What is expected:
Count up the lines below where the word "LaneConfig" shows up, and respond with the number alone.

Extracted data:
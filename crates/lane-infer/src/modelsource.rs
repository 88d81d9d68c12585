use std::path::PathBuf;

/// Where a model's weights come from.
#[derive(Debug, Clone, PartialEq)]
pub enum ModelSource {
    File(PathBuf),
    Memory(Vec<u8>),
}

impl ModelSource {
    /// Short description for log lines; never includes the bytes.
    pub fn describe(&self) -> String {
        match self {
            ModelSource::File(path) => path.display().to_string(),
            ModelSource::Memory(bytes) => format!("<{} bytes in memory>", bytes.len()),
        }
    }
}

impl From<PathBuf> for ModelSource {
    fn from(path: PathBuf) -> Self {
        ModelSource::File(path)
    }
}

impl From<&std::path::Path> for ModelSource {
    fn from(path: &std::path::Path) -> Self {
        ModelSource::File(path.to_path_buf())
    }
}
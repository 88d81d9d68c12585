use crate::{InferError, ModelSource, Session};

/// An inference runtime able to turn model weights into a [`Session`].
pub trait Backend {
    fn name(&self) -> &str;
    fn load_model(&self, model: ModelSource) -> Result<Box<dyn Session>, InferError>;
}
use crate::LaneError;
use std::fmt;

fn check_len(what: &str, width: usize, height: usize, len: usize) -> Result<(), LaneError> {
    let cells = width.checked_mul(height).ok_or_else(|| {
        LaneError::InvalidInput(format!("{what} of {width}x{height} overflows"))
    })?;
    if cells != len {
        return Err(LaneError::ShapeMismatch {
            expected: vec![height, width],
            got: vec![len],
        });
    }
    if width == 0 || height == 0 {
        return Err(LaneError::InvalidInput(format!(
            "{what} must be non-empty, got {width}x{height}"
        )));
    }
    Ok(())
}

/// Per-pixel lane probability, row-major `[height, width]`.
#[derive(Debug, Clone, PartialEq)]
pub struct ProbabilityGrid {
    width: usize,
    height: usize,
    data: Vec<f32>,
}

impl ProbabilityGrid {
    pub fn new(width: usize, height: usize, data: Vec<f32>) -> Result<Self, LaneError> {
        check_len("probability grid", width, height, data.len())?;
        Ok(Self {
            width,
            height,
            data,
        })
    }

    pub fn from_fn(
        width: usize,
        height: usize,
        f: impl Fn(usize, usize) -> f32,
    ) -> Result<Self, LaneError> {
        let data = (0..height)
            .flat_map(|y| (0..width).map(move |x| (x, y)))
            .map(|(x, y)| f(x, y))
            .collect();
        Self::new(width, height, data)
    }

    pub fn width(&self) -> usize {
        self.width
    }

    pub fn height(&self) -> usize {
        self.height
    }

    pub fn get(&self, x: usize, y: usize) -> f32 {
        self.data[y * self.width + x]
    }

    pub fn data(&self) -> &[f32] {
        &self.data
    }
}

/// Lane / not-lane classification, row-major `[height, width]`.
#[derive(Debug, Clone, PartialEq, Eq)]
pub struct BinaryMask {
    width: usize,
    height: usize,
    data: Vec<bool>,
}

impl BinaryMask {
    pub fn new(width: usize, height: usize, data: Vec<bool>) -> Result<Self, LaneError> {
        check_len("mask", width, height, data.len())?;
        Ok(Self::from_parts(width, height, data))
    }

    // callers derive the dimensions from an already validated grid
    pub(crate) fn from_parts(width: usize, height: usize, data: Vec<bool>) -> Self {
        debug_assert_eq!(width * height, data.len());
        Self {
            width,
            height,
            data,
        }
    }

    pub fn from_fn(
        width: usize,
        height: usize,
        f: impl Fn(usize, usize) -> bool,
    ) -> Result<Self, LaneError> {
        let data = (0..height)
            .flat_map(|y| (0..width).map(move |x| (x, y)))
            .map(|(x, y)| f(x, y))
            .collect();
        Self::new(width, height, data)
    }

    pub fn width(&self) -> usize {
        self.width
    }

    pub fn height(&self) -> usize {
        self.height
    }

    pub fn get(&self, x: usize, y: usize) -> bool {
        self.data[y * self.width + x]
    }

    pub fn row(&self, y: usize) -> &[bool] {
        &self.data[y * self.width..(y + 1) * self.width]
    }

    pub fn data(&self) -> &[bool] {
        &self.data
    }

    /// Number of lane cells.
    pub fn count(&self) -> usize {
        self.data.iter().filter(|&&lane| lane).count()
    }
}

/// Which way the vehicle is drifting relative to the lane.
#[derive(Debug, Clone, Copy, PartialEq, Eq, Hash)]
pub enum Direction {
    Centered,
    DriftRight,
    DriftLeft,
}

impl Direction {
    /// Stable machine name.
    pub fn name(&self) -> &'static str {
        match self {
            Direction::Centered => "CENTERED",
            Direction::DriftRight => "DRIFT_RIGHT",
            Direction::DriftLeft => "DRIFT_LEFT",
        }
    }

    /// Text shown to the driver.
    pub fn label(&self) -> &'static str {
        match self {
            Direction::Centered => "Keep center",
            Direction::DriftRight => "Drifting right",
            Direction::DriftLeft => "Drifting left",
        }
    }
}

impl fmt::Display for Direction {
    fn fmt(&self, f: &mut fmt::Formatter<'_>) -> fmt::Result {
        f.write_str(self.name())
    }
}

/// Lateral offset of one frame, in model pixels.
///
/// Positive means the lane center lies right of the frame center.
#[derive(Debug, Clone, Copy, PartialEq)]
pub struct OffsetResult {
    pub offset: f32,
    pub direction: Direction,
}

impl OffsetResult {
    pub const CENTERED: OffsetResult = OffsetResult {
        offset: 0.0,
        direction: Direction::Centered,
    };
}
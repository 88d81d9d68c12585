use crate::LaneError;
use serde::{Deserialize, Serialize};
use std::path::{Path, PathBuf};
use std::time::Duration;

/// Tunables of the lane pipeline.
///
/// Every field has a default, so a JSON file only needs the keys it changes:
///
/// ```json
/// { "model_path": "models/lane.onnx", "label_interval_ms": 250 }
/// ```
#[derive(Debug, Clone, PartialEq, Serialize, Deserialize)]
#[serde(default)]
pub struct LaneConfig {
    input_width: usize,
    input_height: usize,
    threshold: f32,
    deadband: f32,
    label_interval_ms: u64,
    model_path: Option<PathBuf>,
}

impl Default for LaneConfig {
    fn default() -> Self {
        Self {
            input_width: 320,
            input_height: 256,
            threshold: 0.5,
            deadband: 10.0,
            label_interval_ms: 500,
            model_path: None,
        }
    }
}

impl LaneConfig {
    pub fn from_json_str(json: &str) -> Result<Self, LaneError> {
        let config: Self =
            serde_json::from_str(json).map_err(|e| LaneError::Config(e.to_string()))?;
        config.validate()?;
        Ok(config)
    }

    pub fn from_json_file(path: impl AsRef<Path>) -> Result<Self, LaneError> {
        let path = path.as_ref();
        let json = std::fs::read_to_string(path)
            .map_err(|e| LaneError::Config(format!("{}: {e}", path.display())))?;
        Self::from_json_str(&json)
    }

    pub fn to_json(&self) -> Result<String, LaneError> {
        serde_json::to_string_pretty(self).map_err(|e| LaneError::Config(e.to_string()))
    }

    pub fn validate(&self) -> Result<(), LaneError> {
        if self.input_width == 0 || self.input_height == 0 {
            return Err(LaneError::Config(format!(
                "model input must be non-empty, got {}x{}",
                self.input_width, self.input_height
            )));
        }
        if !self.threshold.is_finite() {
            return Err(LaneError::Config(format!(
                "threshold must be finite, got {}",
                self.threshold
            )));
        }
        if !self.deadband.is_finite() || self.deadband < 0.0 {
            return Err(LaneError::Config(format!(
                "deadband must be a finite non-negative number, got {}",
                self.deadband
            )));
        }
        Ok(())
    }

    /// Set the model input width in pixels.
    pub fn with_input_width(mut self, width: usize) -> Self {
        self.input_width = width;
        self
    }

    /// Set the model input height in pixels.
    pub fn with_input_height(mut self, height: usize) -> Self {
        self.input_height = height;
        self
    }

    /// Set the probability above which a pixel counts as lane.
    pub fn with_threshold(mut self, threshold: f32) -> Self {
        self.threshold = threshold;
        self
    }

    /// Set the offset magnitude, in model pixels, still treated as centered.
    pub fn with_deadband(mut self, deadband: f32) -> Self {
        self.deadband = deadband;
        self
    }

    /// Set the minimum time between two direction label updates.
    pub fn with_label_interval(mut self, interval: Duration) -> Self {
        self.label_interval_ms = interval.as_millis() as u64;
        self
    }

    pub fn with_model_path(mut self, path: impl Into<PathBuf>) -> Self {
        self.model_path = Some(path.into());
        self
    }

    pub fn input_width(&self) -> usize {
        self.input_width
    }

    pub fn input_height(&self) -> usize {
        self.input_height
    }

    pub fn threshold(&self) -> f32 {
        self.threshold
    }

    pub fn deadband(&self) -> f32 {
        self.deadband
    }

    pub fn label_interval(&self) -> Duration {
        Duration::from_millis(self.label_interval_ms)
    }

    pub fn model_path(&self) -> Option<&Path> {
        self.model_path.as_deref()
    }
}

Solved problem:
3